Kinder Morgan agreed on August 21st to sell the U.S. portion of the Cochin pipeline to Pembina for USD 1.546 billion. Also, Kinder Morgan Canada Ltd. (KML) reached an agreement with Pembina under which Pembina has agreed to acquire all the outstanding common equity of KML including KMI’s 70% stake, subject to the terms of the arrangement agreement between KML and Pembina. The closing of these transactions are cross-conditioned upon each other. The parties originally expected to close the transactions late 4Q 2019 or 1Q 2020 including KML shareholder and regulatory approvals. KMI expects to use the proceeds to reduce debt and use the remaining proceeds to invest in projects and/or to repurchase KMI shares. Initially, proceeds will be used to reduce debt.
KMI received 0.3068 shares of Pembina for each KMI held share in KML. This exchange ratio results in KMI receiving approximately 25 million shares of Pembina stock for KMI’s 70% stake in KML, which equates to slightly less than 5% of Pembina’s common equity. While KMI expects to ultimately convert these shares into cash, the company plans to do so in an opportunistic and non-disruptive manner. Conversion of these shares to cash at yesterday’s closing price for Pembina of CAD 49.27 would yield pre-tax proceeds of approximately USD 935 million. Based on that closing price, the total consideration to be received by KML common shareholders is valued at CAD 15.12 per KML share, which represents a 38% premium to yesterday’s KML closing price.

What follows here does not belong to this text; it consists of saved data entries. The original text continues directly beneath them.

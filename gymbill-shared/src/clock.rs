/// Time source for the billing core
///
/// "Today" is a calendar date in the gym's time zone, not in UTC: a job that
/// runs at 00:30 in São Paulo must bill for the local date. Services take a
/// [`Clock`] so tests can pin both the instant and the date.
///
/// # Example
///
/// ```
/// use chrono::{NaiveDate, TimeZone, Utc};
/// use gymbill_shared::clock::{Clock, FixedClock};
///
/// let clock = FixedClock::at(Utc.with_ymd_and_hms(2024, 2, 1, 12, 0, 0).unwrap());
/// assert_eq!(clock.today(), NaiveDate::from_ymd_opt(2024, 2, 1).unwrap());
/// ```

use chrono::{DateTime, NaiveDate, Utc};
use chrono_tz::Tz;
use std::sync::{Arc, Mutex};

/// Source of the current instant and business date
pub trait Clock: Send + Sync {
    /// Current instant
    fn now(&self) -> DateTime<Utc>;

    /// Current calendar date in the business time zone
    fn today(&self) -> NaiveDate;
}

/// Wall clock in a fixed business time zone
#[derive(Debug, Clone, Copy)]
pub struct SystemClock {
    timezone: Tz,
}

impl SystemClock {
    pub fn new(timezone: Tz) -> Self {
        Self { timezone }
    }

    pub fn timezone(&self) -> Tz {
        self.timezone
    }
}

impl Default for SystemClock {
    fn default() -> Self {
        Self::new(Tz::UTC)
    }
}

impl Clock for SystemClock {
    fn now(&self) -> DateTime<Utc> {
        Utc::now()
    }

    fn today(&self) -> NaiveDate {
        Utc::now().with_timezone(&self.timezone).date_naive()
    }
}

/// Settable clock for tests
#[derive(Debug, Clone)]
pub struct FixedClock {
    now: Arc<Mutex<DateTime<Utc>>>,
    timezone: Tz,
}

impl FixedClock {
    /// Clock pinned to `now`, interpreting dates in UTC
    pub fn at(now: DateTime<Utc>) -> Self {
        Self {
            now: Arc::new(Mutex::new(now)),
            timezone: Tz::UTC,
        }
    }

    /// Clock pinned to noon UTC on `date`
    pub fn on(date: NaiveDate) -> Self {
        let noon = date
            .and_hms_opt(12, 0, 0)
            .map(|dt| dt.and_utc())
            .unwrap_or_else(Utc::now);
        Self::at(noon)
    }

    /// Interprets dates in another time zone
    pub fn in_timezone(mut self, timezone: Tz) -> Self {
        self.timezone = timezone;
        self
    }

    /// Moves the clock
    pub fn set(&self, now: DateTime<Utc>) {
        if let Ok(mut guard) = self.now.lock() {
            *guard = now;
        }
    }
}

impl Clock for FixedClock {
    fn now(&self) -> DateTime<Utc> {
        self.now.lock().map(|guard| *guard).unwrap_or_else(|poisoned| *poisoned.into_inner())
    }

    fn today(&self) -> NaiveDate {
        self.now().with_timezone(&self.timezone).date_naive()
    }
}
/// JWT validation for the tenant context
///
/// GymBill does not issue user sessions; tokens come from the gym-management
/// platform's identity service. This module validates them and, for tests and
/// tooling, can mint tokens with the same shape.
///
/// # Security
///
/// - **Algorithm**: HS256 (HMAC with SHA-256)
/// - **Validation**: Signature, expiration, not-before and issuer checks
/// - **Secret Management**: Secrets must be at least 32 bytes
///
/// # Example
///
/// ```
/// use gymbill_shared::auth::context::Role;
/// use gymbill_shared::auth::jwt::{create_token, validate_token, Claims};
/// use uuid::Uuid;
///
/// # fn example() -> Result<(), Box<dyn std::error::Error>> {
/// let secret = "a-secret-key-that-is-at-least-32-bytes";
/// let claims = Claims::new(Uuid::new_v4(), Uuid::new_v4(), Role::Staff);
/// let token = create_token(&claims, secret)?;
///
/// let validated = validate_token(&token, secret)?;
/// assert_eq!(validated.role, Role::Staff);
/// # Ok(())
/// # }
/// ```

use super::context::Role;
use chrono::{Duration, Utc};
use jsonwebtoken::{decode, encode, Algorithm, DecodingKey, EncodingKey, Header, Validation};
use serde::{Deserialize, Serialize};
use uuid::Uuid;

/// Issuer expected in every token
pub const ISSUER: &str = "gymbill";

/// Default token lifetime
const DEFAULT_TTL_HOURS: i64 = 12;

/// Error type for JWT operations
#[derive(Debug, thiserror::Error)]
pub enum JwtError {
    /// Failed to create token
    #[error("Failed to create token: {0}")]
    CreateError(String),

    /// Failed to validate token
    #[error("Failed to validate token: {0}")]
    ValidationError(String),

    /// Token has expired
    #[error("Token has expired")]
    Expired,

    /// Token was not issued for this service
    #[error("Invalid issuer: expected {expected}")]
    InvalidIssuer { expected: String },
}

/// JWT claims
///
/// - `sub`: user ID
/// - `iss`: always "gymbill"
/// - `iat` / `exp` / `nbf`: Unix timestamps
/// - `tenant_id`: the gym the user acts for
/// - `role`: admin or staff
#[derive(Debug, Clone, Serialize, Deserialize)]
pub struct Claims {
    pub sub: Uuid,
    pub iss: String,
    pub iat: i64,
    pub exp: i64,
    pub nbf: i64,
    pub tenant_id: Uuid,
    pub role: Role,
}

impl Claims {
    /// Creates claims with the default lifetime
    pub fn new(user_id: Uuid, tenant_id: Uuid, role: Role) -> Self {
        Self::with_expiration(user_id, tenant_id, role, Duration::hours(DEFAULT_TTL_HOURS))
    }

    /// Creates claims with a custom lifetime
    pub fn with_expiration(user_id: Uuid, tenant_id: Uuid, role: Role, expires_in: Duration) -> Self {
        let now = Utc::now();

        Self {
            sub: user_id,
            iss: ISSUER.to_string(),
            iat: now.timestamp(),
            exp: (now + expires_in).timestamp(),
            nbf: now.timestamp(),
            tenant_id,
            role,
        }
    }

    pub fn is_expired(&self) -> bool {
        Utc::now().timestamp() >= self.exp
    }
}

/// Signs claims with HS256
///
/// # Errors
///
/// Returns `JwtError::CreateError` if encoding fails
pub fn create_token(claims: &Claims, secret: &str) -> Result<String, JwtError> {
    let header = Header::new(Algorithm::HS256);
    let key = EncodingKey::from_secret(secret.as_bytes());

    encode(&header, claims, &key)
        .map_err(|e| JwtError::CreateError(format!("Token encoding failed: {}", e)))
}

/// Validates a token and extracts its claims
///
/// # Errors
///
/// Returns an error if the signature is invalid, the token has expired, the
/// issuer is not "gymbill" or the claims are malformed
pub fn validate_token(token: &str, secret: &str) -> Result<Claims, JwtError> {
    let key = DecodingKey::from_secret(secret.as_bytes());

    let mut validation = Validation::new(Algorithm::HS256);
    validation.set_issuer(&[ISSUER]);
    validation.validate_exp = true;
    validation.validate_nbf = true;

    let token_data = decode::<Claims>(token, &key, &validation).map_err(|e| match e.kind() {
        jsonwebtoken::errors::ErrorKind::ExpiredSignature => JwtError::Expired,
        jsonwebtoken::errors::ErrorKind::InvalidIssuer => JwtError::InvalidIssuer {
            expected: ISSUER.to_string(),
        },
        _ => JwtError::ValidationError(format!("Token validation failed: {}", e)),
    })?;

    Ok(token_data.claims)
}
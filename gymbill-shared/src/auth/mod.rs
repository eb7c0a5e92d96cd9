/// Authentication utilities
///
/// # Modules
///
/// - [`jwt`]: HS256 token validation (and minting for tests/tooling)
/// - [`context`]: The tenant context extracted from a validated token
///
/// # Example
///
/// ```
/// use gymbill_shared::auth::context::{Role, TenantContext};
/// use gymbill_shared::auth::jwt::{create_token, validate_token, Claims};
/// use uuid::Uuid;
///
/// # fn example() -> Result<(), Box<dyn std::error::Error>> {
/// let secret = "a-secret-key-that-is-at-least-32-bytes";
/// let token = create_token(&Claims::new(Uuid::new_v4(), Uuid::new_v4(), Role::Admin), secret)?;
///
/// let context = TenantContext::from(validate_token(&token, secret)?);
/// assert!(context.is_admin());
/// # Ok(())
/// # }
/// ```

pub mod context;
pub mod jwt;
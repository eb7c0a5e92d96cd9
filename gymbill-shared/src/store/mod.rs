/// Persistence seam of the billing core
///
/// Services talk to storage only through [`BillingStore`]. Two
/// implementations ship with the crate:
///
/// - [`postgres::PgStore`]: production store; multi-step operations run in a
///   single transaction with the affected rows locked `FOR UPDATE`
/// - [`memory::MemoryStore`]: in-process store for tests and local tooling,
///   with the same atomicity (copy-on-write) and fault injection
///
/// Ledger rules (settlement, drawer admission, closing) are methods on the
/// models, so both stores apply them identically; a store only decides how
/// the result is made durable.
///
/// # Example
///
/// ```no_run
/// use gymbill_shared::store::{postgres::PgStore, BillingStore};
/// use sqlx::PgPool;
/// use std::sync::Arc;
/// use uuid::Uuid;
///
/// # async fn example(pool: PgPool, tenant_id: Uuid) -> Result<(), Box<dyn std::error::Error>> {
/// let store: Arc<dyn BillingStore> = Arc::new(PgStore::new(pool));
/// let drawer = store.find_open_drawer(tenant_id).await?;
/// println!("open drawer: {:?}", drawer.map(|d| d.number));
/// # Ok(())
/// # }
/// ```

pub mod memory;
pub mod postgres;

use crate::calendar::PeriodReference;
use crate::error::BillingResult;
use crate::models::cash_drawer::{BalanceGuard, CashDrawer, ClosingSummary, Movement, NewMovement};
use crate::models::invoice::PaymentIntent;
use crate::models::membership::Membership;
use crate::models::payable::Payable;
use crate::models::plan::{Discount, Plan};
use crate::models::receivable::Receivable;
use async_trait::async_trait;
use chrono::{DateTime, NaiveDate, Utc};
use rust_decimal::Decimal;
use serde::Serialize;
use uuid::Uuid;

/// Result of a registered payment
#[derive(Debug, Clone, Serialize)]
pub struct PaymentReceipt<T> {
    /// Invoice after the payment
    pub invoice: T,

    /// Drawer movement posted for the payment
    pub movement: Movement,
}

/// Storage operations used by the billing core
///
/// Every method that takes a `tenant_id` only sees that tenant's rows; an
/// entity belonging to another tenant is reported as not found.
#[async_trait]
pub trait BillingStore: Send + Sync {
    /// Verifies the store is reachable
    async fn ping(&self) -> BillingResult<()>;

    // Catalog and memberships

    /// Active memberships on recurring plans, optionally for one tenant
    async fn active_recurring_memberships(&self, tenant_id: Option<Uuid>) -> BillingResult<Vec<Membership>>;

    async fn find_plan(&self, plan_id: Uuid, tenant_id: Uuid) -> BillingResult<Option<Plan>>;

    async fn find_discount(&self, discount_id: Uuid, tenant_id: Uuid) -> BillingResult<Option<Discount>>;

    /// Moves a membership's paid-through cursor
    ///
    /// NotFound if the membership no longer exists.
    async fn update_membership_end_date(&self, membership_id: Uuid, end_date: NaiveDate) -> BillingResult<()>;

    /// Inserts a membership and its first receivable atomically
    ///
    /// The receivable's `membership_id` is set to the membership's id.
    async fn enroll(&self, membership: Membership, first_invoice: Receivable) -> BillingResult<(Membership, Receivable)>;

    // Receivables

    /// Live (not cancelled) receivable for a membership's billing period
    async fn find_receivable_for_period(
        &self,
        membership_id: Uuid,
        member_id: Uuid,
        plan_id: Uuid,
        period: &PeriodReference,
    ) -> BillingResult<Option<Receivable>>;

    /// Inserts a receivable
    ///
    /// Returns `None` when a live receivable already exists for the same
    /// membership and period (the insert lost a race).
    async fn insert_receivable(&self, receivable: Receivable) -> BillingResult<Option<Receivable>>;

    async fn find_receivable(&self, id: Uuid, tenant_id: Uuid) -> BillingResult<Option<Receivable>>;

    /// Cancels an unpaid receivable
    async fn cancel_receivable(&self, id: Uuid, tenant_id: Uuid) -> BillingResult<Receivable>;

    /// Marks pending receivables due before `today` as overdue
    async fn mark_receivables_overdue(&self, today: NaiveDate, tenant_id: Option<Uuid>) -> BillingResult<u64>;

    /// Applies a payment to a receivable and posts the inflow to the open
    /// drawer, atomically
    async fn register_receivable_payment(
        &self,
        id: Uuid,
        tenant_id: Uuid,
        intent: &PaymentIntent,
        now: DateTime<Utc>,
    ) -> BillingResult<PaymentReceipt<Receivable>>;

    // Payables

    async fn insert_payable(&self, payable: Payable) -> BillingResult<Payable>;

    async fn find_payable(&self, id: Uuid, tenant_id: Uuid) -> BillingResult<Option<Payable>>;

    /// Cancels an unpaid payable
    async fn cancel_payable(&self, id: Uuid, tenant_id: Uuid) -> BillingResult<Payable>;

    /// Marks pending payables due before `today` as overdue
    async fn mark_payables_overdue(&self, today: NaiveDate, tenant_id: Option<Uuid>) -> BillingResult<u64>;

    /// Applies a payment to a payable and posts the outflow to the open
    /// drawer, atomically
    async fn register_payable_payment(
        &self,
        id: Uuid,
        tenant_id: Uuid,
        intent: &PaymentIntent,
        now: DateTime<Utc>,
    ) -> BillingResult<PaymentReceipt<Payable>>;

    // Cash drawers

    /// Opens a drawer with the next sequential number
    ///
    /// Conflict if the tenant already has an open drawer.
    async fn open_drawer(
        &self,
        tenant_id: Uuid,
        opening_amount: Decimal,
        opened_by: Option<Uuid>,
        now: DateTime<Utc>,
    ) -> BillingResult<CashDrawer>;

    /// The tenant's open drawer with its movements
    async fn find_open_drawer(&self, tenant_id: Uuid) -> BillingResult<Option<CashDrawer>>;

    /// A drawer with its movements
    async fn find_drawer(&self, drawer_id: Uuid, tenant_id: Uuid) -> BillingResult<Option<CashDrawer>>;

    /// Posts a movement to an open drawer and updates its totals
    async fn post_movement(
        &self,
        drawer_id: Uuid,
        tenant_id: Uuid,
        movement: NewMovement,
        guard: BalanceGuard,
        now: DateTime<Utc>,
    ) -> BillingResult<Movement>;

    /// Removes a movement from an open drawer and reverses its totals effect
    async fn remove_movement(&self, drawer_id: Uuid, tenant_id: Uuid, movement_id: Uuid) -> BillingResult<Movement>;

    /// Closes a drawer with the counted amount
    async fn close_drawer(
        &self,
        drawer_id: Uuid,
        tenant_id: Uuid,
        closing_amount: Decimal,
        closed_by: Option<Uuid>,
        now: DateTime<Utc>,
    ) -> BillingResult<(CashDrawer, ClosingSummary)>;
}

The Canadian Competition Bureau sent a letter indicating they do not intention to challenge the acquisition on November 20th, and Kinder Morgan announced on November 26th that ISS and Glass Lewis have both endorsed the transaction as a positive for shareholders. Kinder Morgan Canada shareholders approved the acquisition on December 10th, and the deal closed on December 16th.